_What is expected_:
Whenever the string "RunMode" turns up in a line below, that line should be copied.

_Data for analysis_:
[Start of Attachment]

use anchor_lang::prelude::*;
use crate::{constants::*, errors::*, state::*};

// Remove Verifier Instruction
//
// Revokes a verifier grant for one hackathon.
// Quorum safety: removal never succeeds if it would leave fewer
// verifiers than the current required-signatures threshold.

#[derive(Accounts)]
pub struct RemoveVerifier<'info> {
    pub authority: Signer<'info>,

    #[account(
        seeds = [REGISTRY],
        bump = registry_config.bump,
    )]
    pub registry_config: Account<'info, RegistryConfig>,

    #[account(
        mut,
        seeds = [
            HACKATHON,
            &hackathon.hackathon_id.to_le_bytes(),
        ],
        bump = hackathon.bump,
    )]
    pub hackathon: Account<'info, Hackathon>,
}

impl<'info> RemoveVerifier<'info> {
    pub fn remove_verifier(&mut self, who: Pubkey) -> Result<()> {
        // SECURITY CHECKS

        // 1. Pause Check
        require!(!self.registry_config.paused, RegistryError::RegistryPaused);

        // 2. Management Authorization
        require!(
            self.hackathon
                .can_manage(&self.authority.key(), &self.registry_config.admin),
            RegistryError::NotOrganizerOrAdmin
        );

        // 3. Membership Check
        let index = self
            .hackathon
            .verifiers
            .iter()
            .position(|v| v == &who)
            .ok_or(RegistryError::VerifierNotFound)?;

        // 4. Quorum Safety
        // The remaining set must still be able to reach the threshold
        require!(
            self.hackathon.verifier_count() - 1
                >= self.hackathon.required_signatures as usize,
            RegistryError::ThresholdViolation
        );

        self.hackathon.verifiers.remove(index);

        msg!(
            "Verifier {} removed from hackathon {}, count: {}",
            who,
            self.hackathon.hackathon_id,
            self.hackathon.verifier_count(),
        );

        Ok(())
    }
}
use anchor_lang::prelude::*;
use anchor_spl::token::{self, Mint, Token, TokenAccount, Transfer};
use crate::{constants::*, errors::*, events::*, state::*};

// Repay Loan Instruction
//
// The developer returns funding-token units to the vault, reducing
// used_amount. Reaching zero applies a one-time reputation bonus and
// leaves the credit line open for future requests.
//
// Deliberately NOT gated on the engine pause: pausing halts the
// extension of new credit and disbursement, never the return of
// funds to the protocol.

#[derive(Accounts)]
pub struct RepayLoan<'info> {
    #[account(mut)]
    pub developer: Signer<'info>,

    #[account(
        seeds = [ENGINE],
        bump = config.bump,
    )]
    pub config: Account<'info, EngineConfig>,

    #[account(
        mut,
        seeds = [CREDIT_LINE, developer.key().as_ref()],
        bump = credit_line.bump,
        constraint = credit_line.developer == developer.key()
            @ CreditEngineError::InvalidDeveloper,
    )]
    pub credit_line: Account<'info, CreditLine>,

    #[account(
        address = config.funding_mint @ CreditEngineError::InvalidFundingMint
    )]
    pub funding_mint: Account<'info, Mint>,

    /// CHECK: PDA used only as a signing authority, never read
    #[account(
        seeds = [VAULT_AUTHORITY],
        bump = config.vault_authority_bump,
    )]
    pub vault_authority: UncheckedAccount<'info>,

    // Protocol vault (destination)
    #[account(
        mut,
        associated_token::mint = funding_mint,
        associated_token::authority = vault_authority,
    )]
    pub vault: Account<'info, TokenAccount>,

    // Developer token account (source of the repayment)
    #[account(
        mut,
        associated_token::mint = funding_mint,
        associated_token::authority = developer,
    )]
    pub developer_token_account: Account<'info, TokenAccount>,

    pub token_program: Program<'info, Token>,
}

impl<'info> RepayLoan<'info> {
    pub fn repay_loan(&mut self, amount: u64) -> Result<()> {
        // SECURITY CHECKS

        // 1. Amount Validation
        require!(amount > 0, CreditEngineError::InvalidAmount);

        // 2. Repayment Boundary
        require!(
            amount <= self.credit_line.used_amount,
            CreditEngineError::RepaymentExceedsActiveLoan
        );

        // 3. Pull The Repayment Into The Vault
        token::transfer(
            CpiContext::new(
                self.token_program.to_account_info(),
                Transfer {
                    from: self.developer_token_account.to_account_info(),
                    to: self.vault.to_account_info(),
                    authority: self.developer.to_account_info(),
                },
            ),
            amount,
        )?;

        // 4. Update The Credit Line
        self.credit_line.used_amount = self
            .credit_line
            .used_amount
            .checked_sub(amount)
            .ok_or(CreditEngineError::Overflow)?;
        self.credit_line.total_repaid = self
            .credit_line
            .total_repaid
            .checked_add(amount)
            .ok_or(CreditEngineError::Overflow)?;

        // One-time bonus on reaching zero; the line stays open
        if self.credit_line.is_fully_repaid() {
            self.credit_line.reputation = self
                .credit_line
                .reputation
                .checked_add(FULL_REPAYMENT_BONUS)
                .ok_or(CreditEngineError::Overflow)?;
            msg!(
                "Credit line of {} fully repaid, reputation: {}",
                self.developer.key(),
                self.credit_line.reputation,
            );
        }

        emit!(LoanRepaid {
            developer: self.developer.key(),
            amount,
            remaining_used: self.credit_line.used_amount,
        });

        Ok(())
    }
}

[End of Attachment]
[Start of Attachment]

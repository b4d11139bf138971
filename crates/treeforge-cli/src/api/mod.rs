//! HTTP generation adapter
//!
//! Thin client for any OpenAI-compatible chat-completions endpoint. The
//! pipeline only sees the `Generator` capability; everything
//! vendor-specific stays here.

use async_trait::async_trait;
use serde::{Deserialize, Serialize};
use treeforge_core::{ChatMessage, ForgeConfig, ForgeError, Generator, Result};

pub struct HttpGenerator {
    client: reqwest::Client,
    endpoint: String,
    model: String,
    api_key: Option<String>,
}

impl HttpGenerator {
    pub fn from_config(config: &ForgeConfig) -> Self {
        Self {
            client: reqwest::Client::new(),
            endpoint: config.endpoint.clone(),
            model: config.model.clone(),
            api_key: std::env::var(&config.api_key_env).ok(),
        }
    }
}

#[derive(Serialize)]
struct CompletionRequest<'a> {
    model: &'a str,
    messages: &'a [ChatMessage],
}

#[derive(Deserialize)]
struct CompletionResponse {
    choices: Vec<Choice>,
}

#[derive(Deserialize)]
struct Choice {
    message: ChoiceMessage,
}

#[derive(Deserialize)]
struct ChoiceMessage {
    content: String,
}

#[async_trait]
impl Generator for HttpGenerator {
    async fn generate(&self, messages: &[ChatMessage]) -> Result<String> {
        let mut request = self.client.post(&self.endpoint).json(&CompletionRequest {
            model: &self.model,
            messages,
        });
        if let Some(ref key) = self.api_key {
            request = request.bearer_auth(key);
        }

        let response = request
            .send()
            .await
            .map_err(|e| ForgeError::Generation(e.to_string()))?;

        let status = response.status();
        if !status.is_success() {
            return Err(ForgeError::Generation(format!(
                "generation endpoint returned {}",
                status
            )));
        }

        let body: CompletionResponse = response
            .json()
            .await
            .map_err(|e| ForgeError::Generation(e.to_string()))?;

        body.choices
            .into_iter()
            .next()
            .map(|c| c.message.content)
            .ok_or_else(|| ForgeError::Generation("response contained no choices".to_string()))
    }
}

[End of Attachment]
[Start of Attachment]

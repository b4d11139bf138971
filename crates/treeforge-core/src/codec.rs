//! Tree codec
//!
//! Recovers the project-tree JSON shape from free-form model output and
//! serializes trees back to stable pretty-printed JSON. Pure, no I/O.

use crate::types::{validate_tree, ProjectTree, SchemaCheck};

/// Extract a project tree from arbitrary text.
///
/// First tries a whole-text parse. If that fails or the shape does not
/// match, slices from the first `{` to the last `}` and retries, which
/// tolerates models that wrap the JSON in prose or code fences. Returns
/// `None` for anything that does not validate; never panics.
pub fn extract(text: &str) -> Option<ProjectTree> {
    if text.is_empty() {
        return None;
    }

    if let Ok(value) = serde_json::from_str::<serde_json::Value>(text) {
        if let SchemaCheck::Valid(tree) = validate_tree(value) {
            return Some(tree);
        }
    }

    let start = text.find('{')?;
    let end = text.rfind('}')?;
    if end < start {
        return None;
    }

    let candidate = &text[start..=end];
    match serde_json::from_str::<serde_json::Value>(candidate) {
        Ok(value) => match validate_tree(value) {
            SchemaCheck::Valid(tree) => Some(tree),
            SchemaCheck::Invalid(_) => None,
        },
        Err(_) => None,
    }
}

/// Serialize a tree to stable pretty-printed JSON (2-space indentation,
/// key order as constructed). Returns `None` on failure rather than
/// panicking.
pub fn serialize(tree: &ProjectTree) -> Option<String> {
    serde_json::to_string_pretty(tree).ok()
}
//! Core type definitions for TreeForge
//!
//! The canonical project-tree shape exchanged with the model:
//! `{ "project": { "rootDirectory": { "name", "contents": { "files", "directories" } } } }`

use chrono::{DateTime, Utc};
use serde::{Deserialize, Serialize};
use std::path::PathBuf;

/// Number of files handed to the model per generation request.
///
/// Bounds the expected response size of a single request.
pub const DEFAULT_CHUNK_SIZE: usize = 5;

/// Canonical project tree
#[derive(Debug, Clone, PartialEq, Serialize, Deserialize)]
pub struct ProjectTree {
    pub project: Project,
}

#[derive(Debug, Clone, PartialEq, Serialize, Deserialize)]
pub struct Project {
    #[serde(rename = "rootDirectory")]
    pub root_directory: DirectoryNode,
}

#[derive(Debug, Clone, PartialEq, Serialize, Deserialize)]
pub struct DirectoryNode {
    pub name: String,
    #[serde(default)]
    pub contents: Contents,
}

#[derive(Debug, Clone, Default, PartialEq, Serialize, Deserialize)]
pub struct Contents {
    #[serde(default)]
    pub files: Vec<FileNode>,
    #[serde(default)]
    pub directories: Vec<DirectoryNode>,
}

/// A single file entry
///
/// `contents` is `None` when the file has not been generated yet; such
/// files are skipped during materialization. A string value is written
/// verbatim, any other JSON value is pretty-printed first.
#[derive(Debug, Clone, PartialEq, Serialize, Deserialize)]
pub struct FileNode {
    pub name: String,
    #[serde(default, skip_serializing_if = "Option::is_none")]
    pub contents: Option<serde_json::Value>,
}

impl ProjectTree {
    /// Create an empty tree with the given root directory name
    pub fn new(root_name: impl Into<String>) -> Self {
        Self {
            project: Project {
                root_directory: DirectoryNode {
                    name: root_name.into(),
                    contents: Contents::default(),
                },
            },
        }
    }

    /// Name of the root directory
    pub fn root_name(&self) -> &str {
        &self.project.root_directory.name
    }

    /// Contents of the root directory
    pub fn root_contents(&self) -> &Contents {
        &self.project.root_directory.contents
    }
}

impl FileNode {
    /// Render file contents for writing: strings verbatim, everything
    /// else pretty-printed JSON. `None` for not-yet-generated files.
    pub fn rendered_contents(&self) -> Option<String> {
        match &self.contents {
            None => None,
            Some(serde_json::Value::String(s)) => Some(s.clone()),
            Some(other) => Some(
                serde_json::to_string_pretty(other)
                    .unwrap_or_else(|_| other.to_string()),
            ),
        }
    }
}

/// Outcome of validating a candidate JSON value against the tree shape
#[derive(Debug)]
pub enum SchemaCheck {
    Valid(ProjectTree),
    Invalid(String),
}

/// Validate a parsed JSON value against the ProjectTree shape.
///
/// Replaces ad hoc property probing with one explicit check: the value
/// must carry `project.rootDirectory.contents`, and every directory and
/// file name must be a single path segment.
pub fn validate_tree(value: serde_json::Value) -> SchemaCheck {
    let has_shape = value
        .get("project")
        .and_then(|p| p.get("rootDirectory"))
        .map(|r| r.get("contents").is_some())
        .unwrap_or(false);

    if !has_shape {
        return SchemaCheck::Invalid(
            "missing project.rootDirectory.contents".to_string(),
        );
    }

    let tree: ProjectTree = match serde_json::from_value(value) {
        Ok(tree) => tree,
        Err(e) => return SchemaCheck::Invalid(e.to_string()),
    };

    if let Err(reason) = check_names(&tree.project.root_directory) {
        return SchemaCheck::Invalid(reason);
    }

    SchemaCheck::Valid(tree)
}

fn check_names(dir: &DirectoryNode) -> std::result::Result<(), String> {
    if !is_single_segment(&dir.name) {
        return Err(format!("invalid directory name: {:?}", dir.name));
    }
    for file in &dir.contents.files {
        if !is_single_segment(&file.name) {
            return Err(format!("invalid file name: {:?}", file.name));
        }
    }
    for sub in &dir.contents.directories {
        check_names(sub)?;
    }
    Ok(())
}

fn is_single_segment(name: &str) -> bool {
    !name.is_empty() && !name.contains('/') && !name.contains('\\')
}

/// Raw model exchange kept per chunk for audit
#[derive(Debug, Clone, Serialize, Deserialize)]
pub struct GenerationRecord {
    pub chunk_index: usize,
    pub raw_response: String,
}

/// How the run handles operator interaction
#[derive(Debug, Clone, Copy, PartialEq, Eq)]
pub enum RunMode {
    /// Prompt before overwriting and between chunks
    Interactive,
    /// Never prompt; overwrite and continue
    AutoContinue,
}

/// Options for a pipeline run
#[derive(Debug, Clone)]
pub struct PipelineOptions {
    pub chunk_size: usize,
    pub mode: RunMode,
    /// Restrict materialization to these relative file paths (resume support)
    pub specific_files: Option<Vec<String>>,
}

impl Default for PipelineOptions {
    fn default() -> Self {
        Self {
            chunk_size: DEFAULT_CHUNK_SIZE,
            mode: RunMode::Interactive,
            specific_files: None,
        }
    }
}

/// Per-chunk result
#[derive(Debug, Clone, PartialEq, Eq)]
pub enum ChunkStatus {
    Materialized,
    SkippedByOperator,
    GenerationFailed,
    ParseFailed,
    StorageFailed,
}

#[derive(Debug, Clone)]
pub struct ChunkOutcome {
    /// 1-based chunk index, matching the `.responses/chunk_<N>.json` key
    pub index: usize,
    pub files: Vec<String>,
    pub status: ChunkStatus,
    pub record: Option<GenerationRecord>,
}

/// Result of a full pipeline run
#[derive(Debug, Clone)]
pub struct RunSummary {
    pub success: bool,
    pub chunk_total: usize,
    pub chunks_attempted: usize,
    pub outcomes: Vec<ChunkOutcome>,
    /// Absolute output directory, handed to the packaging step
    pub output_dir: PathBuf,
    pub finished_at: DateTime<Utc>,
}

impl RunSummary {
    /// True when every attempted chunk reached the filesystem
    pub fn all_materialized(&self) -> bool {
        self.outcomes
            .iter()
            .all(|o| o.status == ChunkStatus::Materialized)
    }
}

[End of Attachment]

_Exercise output_:
pub enum RunMode {
    pub mode: RunMode,
            mode: RunMode::Interactive,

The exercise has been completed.